No Paraná, como está nesse contexto?
Londrina para nós é muito importante e encabeça uma liderança entre vários municípios da região. Recentemente a Argentina esteve pela primeira vez participando da Mercosuper (Feira e Convenção Paranaense de Supermercados), em Pinhais. A participação foi um sucesso e tenho certeza que ano que vem países como Chile e Uruguai devem seguir nosso e se somar aos quadros de participantes. Como o Paraná não se resume somente a Curitiba, Londrina poderia perfeitamente ter uma feira nos mesmos moldes. Vamos buscar uma parceria com produtores e empresários para realizar algo não da mesma magnitude, mas mais uma oportunidade para alavancar o comércio bilateral.
Londrina é uma cidade repleta de universitários. Sua tendência a se desenvolver no segmento da Tecnologia da Informação é grande. Eis mais uma oportunidade de negócios?
Sem dúvidas. O desenvolvimento de softwares e a Tecnologia da Informação são temáticas pontuais nas nossas relações. Na semana passada, o Governador Roberto Requião assinou, com uma delegação de Tucumán, um compromisso de intercâmbio na parte estudantil e um dos eixos que tratamos foi exatamente o da Tecnologia da Informação. Acredito que nesse aspecto o Estado do Paraná está mais desenvolvido do que as províncias argentinas.
O que a Argentina tem a nos oferecer em tecnologia?
A Argentina possui bom desenvolvimento na parte agrícola e láctea.
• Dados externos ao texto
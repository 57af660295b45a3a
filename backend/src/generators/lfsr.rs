//! Combined Tausworthe (LFSR) generators by L'Ecuyer
//!
//! - **LFSR113**: four lanes, period about 2^113
//!   ("Tables of Maximally-Equidistributed Combined LFSR Generators", 1999)
//! - **LFSR88**: three lanes, period about 2^88
//!   ("Maximally Equidistributed Combined Tausworthe Generators", 1996)
//!
//! Each lane steps as
//!
//! ```text
//! b  = ((z << s1) ^ z) >> s2
//! z' = ((z & mask) << s3) ^ b
//! ```
//!
//! and the output is the XOR of all lanes. A lane discards its lowest
//! `min_bits` bits when stepping, so those bits must not be the only ones set.
//!
//! # Critical Invariants
//!
//! 1. Every lane satisfies `z >= 2^min_bits`
//! 2. State snapshots store `z ^ (z << 16)`; restoring one re-runs the seed
//!    spreading, which inverts that transform exactly

use serde::{Deserialize, Serialize};
use std::fmt;
use std::sync::OnceLock;

use super::{impl_generator_iterator, Generator, JumpAhead, Seedable};
use crate::bitmatrix::BitColumnMatrix;
use crate::maths::reduce_steps;
use crate::seed::repeat_last;

/// Parameters of one Tausworthe lane
#[derive(Debug, Clone, Copy, PartialEq, Eq)]
pub(crate) struct LfsrLane {
    s1: i32,
    s2: i32,
    s3: i32,
    min_bits: u32,
}

impl LfsrLane {
    const fn new(s1: i32, s2: i32, s3: i32, min_bits: u32) -> Self {
        Self {
            s1,
            s2,
            s3,
            min_bits,
        }
    }

    /// Significant bits that survive the `<< s3`
    const fn mask(self) -> u32 {
        (u32::MAX << self.min_bits) & (u32::MAX >> self.s3)
    }

    const fn min_value(self) -> u32 {
        1 << self.min_bits
    }

    fn cycle_len(self) -> u64 {
        (1u64 << (32 - self.min_bits)) - 1
    }

    #[inline]
    fn step(self, z: u32) -> u32 {
        let b = ((z << self.s1) ^ z) >> self.s2;
        ((z & self.mask()) << self.s3) ^ b
    }

    /// Turn a seed value into an initial lane state
    ///
    /// Every input bit influences the result, so seeds differing only in
    /// their low bits (timer values, counters) still give distinct lanes.
    fn spread(self, seed: Option<u32>) -> u32 {
        let Some(seed) = seed else {
            return 0xFFFF_FFFF;
        };
        let mut working = seed ^ (seed << 16);
        if working < self.min_value() {
            working = seed << 24;
            if working < self.min_value() {
                working ^= 0xFFFF_FFFF;
            }
        }
        working
    }

    fn validate(self, z: u32) -> u32 {
        if z < self.min_value() {
            log::debug!(
                "LFSR lane: state {:#x} below 2^{}, inverted",
                z,
                self.min_bits
            );
            z ^ 0xFFFF_FFFF
        } else {
            z
        }
    }

    /// One-step matrix `D*C + B*A`
    fn matrix(self) -> BitColumnMatrix {
        let a = &BitColumnMatrix::unity(32) + &BitColumnMatrix::shift(32, self.s1);
        let b = BitColumnMatrix::shift(32, -self.s2);
        let c = BitColumnMatrix::mask(32, self.min_bits as usize, 32);
        let d = BitColumnMatrix::shift(32, self.s3);
        &(&d * &c) + &(&b * &a)
    }
}

/// Snapshot encoding of a lane
fn state_word(z: u32) -> u32 {
    z ^ (z << 16)
}

const LFSR113_LANES: [LfsrLane; 4] = [
    LfsrLane::new(6, 13, 18, 1),
    LfsrLane::new(2, 27, 2, 3),
    LfsrLane::new(13, 21, 7, 4),
    LfsrLane::new(3, 12, 13, 7),
];

const LFSR88_LANES: [LfsrLane; 3] = [
    LfsrLane::new(13, 19, 12, 1),
    LfsrLane::new(2, 25, 4, 3),
    LfsrLane::new(3, 11, 17, 4),
];

fn lfsr113_selector(current: u32) -> usize {
    ((current >> 30) & 3) as usize
}

fn lfsr88_selector(current: u32) -> usize {
    // thirds of the output range
    if current < 1_431_655_765 {
        0
    } else if current < 2_863_311_531 {
        1
    } else {
        2
    }
}

macro_rules! combined_lfsr {
    (
        $(#[$meta:meta])*
        $name:ident, $display:literal, $lanes:ident, $n:literal, $state_ty:literal, $selector:ident
    ) => {
        $(#[$meta])*
        #[derive(Debug, Clone, PartialEq, Eq, Hash, Serialize, Deserialize)]
        #[serde(from = $state_ty, into = $state_ty)]
        pub struct $name {
            z: [u32; $n],
        }

        impl $name {
            fn matrices() -> &'static [BitColumnMatrix; $n] {
                static MATRICES: OnceLock<[BitColumnMatrix; $n]> = OnceLock::new();
                MATRICES.get_or_init(|| $lanes.map(LfsrLane::matrix))
            }

            /// Create from per-lane seed values, spread and validated
            pub fn new(seeds: [u32; $n]) -> Self {
                let mut z = [0; $n];
                for (i, lane) in $lanes.iter().enumerate() {
                    z[i] = lane.spread(Some(seeds[i]));
                }
                Self { z }
            }

            /// Raw lane values (not the snapshot encoding)
            pub fn lanes(&self) -> [u32; $n] {
                self.z
            }
        }

        impl Default for $name {
            fn default() -> Self {
                Self { z: [0xFFFF_FFFF; $n] }
            }
        }

        impl Generator for $name {
            type State = [u32; $n];
            const NAME: &'static str = $display;

            fn advance(&mut self) -> u32 {
                for (z, lane) in self.z.iter_mut().zip($lanes.iter()) {
                    *z = lane.step(*z);
                }
                self.current()
            }

            fn current(&self) -> u32 {
                self.z.iter().fold(0, |acc, z| acc ^ z)
            }

            fn state(&self) -> [u32; $n] {
                self.z.map(state_word)
            }

            fn set_state(&mut self, state: [u32; $n]) {
                *self = Self::new(state);
            }
        }

        impl Seedable for $name {
            fn from_limbs<I>(limbs: &mut I) -> Self
            where
                I: Iterator<Item = Option<u32>>,
            {
                let mut repeated = repeat_last(&mut *limbs);
                let mut z = [0; $n];
                for (i, lane) in $lanes.iter().enumerate() {
                    z[i] = lane.spread(repeated.next().flatten());
                }
                Self { z }
            }

            fn sanitize(&mut self) {
                for (z, lane) in self.z.iter_mut().zip($lanes.iter()) {
                    *z = lane.validate(*z);
                }
            }

            fn mix_limb(&mut self, value: u32) {
                let i = $selector(self.current());
                let lane = $lanes[i];
                self.z[i] = lane.step(lane.validate(self.z[i] ^ value));
            }
        }

        impl JumpAhead for $name {
            fn cycle_len() -> u128 {
                $lanes
                    .iter()
                    .map(|lane| u128::from(lane.cycle_len()))
                    .product()
            }

            fn jump_ahead(&mut self, n: i128) {
                log::trace!("{}: jump ahead {} steps", $display, n);
                for (i, lane) in $lanes.iter().enumerate() {
                    let steps = reduce_steps(n, lane.cycle_len());
                    let matrix = Self::matrices()[i].pow(u128::from(steps));
                    self.z[i] = matrix.mul_vector(u64::from(self.z[i])) as u32;
                }
            }
        }

        impl_generator_iterator!($name);

        impl From<[u32; $n]> for $name {
            fn from(state: [u32; $n]) -> Self {
                Self::new(state)
            }
        }

        impl From<$name> for [u32; $n] {
            fn from(lfsr: $name) -> Self {
                lfsr.state()
            }
        }

        impl fmt::Display for $name {
            fn fmt(&self, f: &mut fmt::Formatter<'_>) -> fmt::Result {
                write!(f, "{}(", $display)?;
                for (i, word) in self.state().iter().enumerate() {
                    if i > 0 {
                        write!(f, ", ")?;
                    }
                    write!(f, "{}", word)?;
                }
                write!(f, ")")
            }
        }
    };
}

combined_lfsr!(
    /// Four-lane combined LFSR, period about 2^113
    ///
    /// # Example
    /// ```
    /// use simplerandom_core_rs::{Generator, Lfsr113};
    ///
    /// let lfsr = Lfsr113::default();
    /// assert_eq!(lfsr.state(), [65535; 4]);
    /// ```
    Lfsr113, "LFSR113", LFSR113_LANES, 4, "[u32; 4]", lfsr113_selector
);

combined_lfsr!(
    /// Three-lane combined LFSR, period about 2^88
    Lfsr88, "LFSR88", LFSR88_LANES, 3, "[u32; 3]", lfsr88_selector
);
Tempos atrás, me perguntava: por que não temos, no Paraná, uma fábrica de queijos importante? Se temos leiterias, por que não produzir queijos pasta dura ou semi-dura, que são muito caros e consumidos? Creio que talvez a Argentina possa dar respaldo para a tecnologia voltada à essa área.
Qual a postura que Brasil e Argentina devem adotar e manter, no Mercosul?
A Argentina tem consciência de que seu principal parceiro comercial é o Brasil. A idéia central é ter Brasil e Argentina liderando o Mercosul, englobando toda a América Latina e respeitando a soberania dos demais países, para que tenhamos melhores condições de negociar com os demais blocos econômicos e lutar contra a pobreza extrema de nossos vizinhos.
Em recente entrevista à FOLHA, o professor René Berardi ressaltou o fato de o Brasil ''não se envolver em conflitos''. E a Argentina?
Reitero: devemos somar. Temos um passado comum de exploração, de retirada de recursos. Devemos trabalhar com o que temos e, nesse caso, o Brasil é privilegiado: é um continente com vários pequenos países. A Argentina precisa se incorporar e ajudar os países menores. É uma obrigação nossa.